Health care system, health of the homeless at risk amid DTES decampment: Union
A union representing more than 50,000 B.C. health-sector workers says the City of Vancouver’s ongoing efforts to clear homeless encampments from the Downtown Eastside puts both the health of those people — and the health care system — at risk.
City crews supported by police began dismantling the encampment around East Hastings Street last week, more than half a year after the city’s fire chief issued an order to remove structures from the area citing life safety risks.
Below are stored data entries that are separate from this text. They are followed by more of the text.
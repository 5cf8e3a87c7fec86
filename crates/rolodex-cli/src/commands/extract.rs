//! Extract command implementation.

use super::extract_page;
use crate::cli::PageArgs;
use crate::config::Config;
use crate::error::Result;
use crate::output::Formatter;

/// Execute the extract command.
pub async fn execute_extract(args: PageArgs, config: &Config, formatter: &Formatter) -> Result<()> {
    let record = extract_page(&args.source(), config).await?;
    if record.is_blank() {
        eprintln!(
            "{}",
            formatter.warning("Nothing found on the page; is it a saved profile?")
        );
    }
    println!("{}", formatter.format_record(&record)?);
    Ok(())
}
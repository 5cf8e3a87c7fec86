//! OAuth 2.0 implicit flow.
//!
//! The user opens the authorization URL in a browser, consents, and is sent
//! to the redirect URI with the token in the URL fragment. Tokens are not
//! refreshed; when one expires the flow is simply run again.

use crate::error::SheetsError;
use tracing::debug;
use url::Url;

/// Google's authorization endpoint
pub const AUTH_ENDPOINT: &str = "https://accounts.google.com/o/oauth2/v2/auth";

/// Read/write access to spreadsheets
pub const SPREADSHEETS_SCOPE: &str = "https://www.googleapis.com/auth/spreadsheets";

/// URL to send the user to for consent.
///
/// # Errors
///
/// [`SheetsError::MissingClientId`] when `client_id` is blank.
pub fn authorization_url(client_id: &str, redirect_uri: &str) -> Result<Url, SheetsError> {
    if client_id.trim().is_empty() {
        return Err(SheetsError::MissingClientId);
    }

    let mut url = Url::parse(AUTH_ENDPOINT)?;
    url.query_pairs_mut()
        .append_pair("client_id", client_id.trim())
        .append_pair("redirect_uri", redirect_uri)
        .append_pair("response_type", "token")
        .append_pair("scope", SPREADSHEETS_SCOPE)
        .append_pair("prompt", "consent");
    Ok(url)
}

/// Pull the access token out of the URL the browser was redirected to.
pub fn token_from_redirect(redirect: &str) -> Result<String, SheetsError> {
    let url = Url::parse(redirect.trim())?;
    let fragment = url.fragment().unwrap_or_default();

    let token = url::form_urlencoded::parse(fragment.as_bytes())
        .find(|(key, _)| key == "access_token")
        .map(|(_, value)| value.into_owned())
        .filter(|value| !value.is_empty())
        .ok_or(SheetsError::NoAccessToken)?;

    debug!("Access token captured from redirect");
    Ok(token)
}
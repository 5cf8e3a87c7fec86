//! Output formatting for the CLI.

use crate::config::OutputFormat;
use crate::error::Result;
use colored::*;
use rolodex_domain::{DuplicateMatch, ProfileRecord};
use tabled::{
    builder::Builder,
    settings::{object::Columns, Modify, Style, Width},
};

/// Widest cell in the record table before wrapping
const VALUE_WIDTH: usize = 72;

/// Output formatter.
pub struct Formatter {
    format: OutputFormat,
    color_enabled: bool,
}

impl Formatter {
    /// Create a new formatter.
    pub fn new(format: OutputFormat, color_enabled: bool) -> Self {
        Self {
            format,
            color_enabled,
        }
    }

    /// Active output format.
    pub fn format(&self) -> OutputFormat {
        self.format
    }

    /// Format an extracted record.
    pub fn format_record(&self, record: &ProfileRecord) -> Result<String> {
        match self.format {
            OutputFormat::Json => Ok(serde_json::to_string_pretty(record)?),
            OutputFormat::Table => Ok(self.format_record_table(record)),
            OutputFormat::Quiet => Ok(record.profile_url.clone()),
        }
    }

    /// Format a record as a two-column table; empty fields show as "-".
    fn format_record_table(&self, record: &ProfileRecord) -> String {
        let fields = [
            ("Name", &record.name),
            ("Headline", &record.headline),
            ("Title", &record.current_title),
            ("Company", &record.current_company),
            ("Location", &record.location),
            ("Country", &record.country),
            ("About", &record.about),
            ("Contact", &record.contact_info),
            ("Profile URL", &record.profile_url),
            ("Notes", &record.notes),
        ];

        let mut builder = Builder::default();
        builder.push_record(["Field", "Value"]);
        for (label, value) in fields {
            let value = if value.is_empty() { "-" } else { value.as_str() };
            builder.push_record([label, value]);
        }

        let mut table = builder.build();
        table
            .with(Style::rounded())
            .with(Modify::new(Columns::last()).with(Width::wrap(VALUE_WIDTH)));

        table.to_string()
    }

    /// Describe an existing row for the same profile.
    pub fn duplicate(&self, found: &DuplicateMatch) -> String {
        self.warning(&format!(
            "Already saved on: {} (Row {})",
            found.saved_date, found.row_number
        ))
    }

    /// Format a success message.
    pub fn success(&self, message: &str) -> String {
        self.colorize(&format!("✓ {}", message), "green")
    }

    /// Format an error message.
    pub fn error(&self, message: &str) -> String {
        self.colorize(&format!("✗ {}", message), "red")
    }

    /// Format an info message.
    pub fn info(&self, message: &str) -> String {
        self.colorize(&format!("ℹ {}", message), "blue")
    }

    /// Format a warning message.
    pub fn warning(&self, message: &str) -> String {
        self.colorize(&format!("⚠ {}", message), "yellow")
    }

    /// Colorize text if color is enabled.
    fn colorize(&self, text: &str, color: &str) -> String {
        if !self.color_enabled {
            return text.to_string();
        }

        match color {
            "red" => text.red().to_string(),
            "green" => text.green().to_string(),
            "blue" => text.blue().to_string(),
            "yellow" => text.yellow().to_string(),
            _ => text.to_string(),
        }
    }
}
Crews return to remove Downtown Eastside tents and structures
Hospital Employees’ Union spokesperson Mike Old said the process has lacked dignity for the unhoused and been “a bit cruel.”
But he said the greater concern was the effects it would have on the area’s homeless — and the broader health care system.
Easter Sunday marks day 5 of Hastings decampment
“From our perspective, this really puts the lives and health status of these individuals at some risk,” he said.
“There’s just no question that the result of decampment last week will be more people visiting emergency rooms, more people putting pressure on community health services, and as we know those services are already stretched to the max.”
Old said there’s no question the conditions in the encampment were “not ideal at all,” but that by breaking it up without offering housing the city was simply moving residents elsewhere, where they could be at greater risk of extreme weather, mental health issues or toxic drugs.
The Candian Union of Public Employees has also criticized the decampment, but says its workers can’t refuse the work under labour laws.
“The tasks demanded of these workers stands in contrast to our advocacy, which calls for a harm reduction and a trauma-informed approach when dealing with vulnerable populations,” it said in a statment.
Crews were back in the Hastings Street area Monday, and the city has said to expect repeated street sweeps supported by police aimed at keeping sidewalks clear.
But some of the people who were sheltering there have defied the sweeps, returning repeatedly in the six days since the decampment began.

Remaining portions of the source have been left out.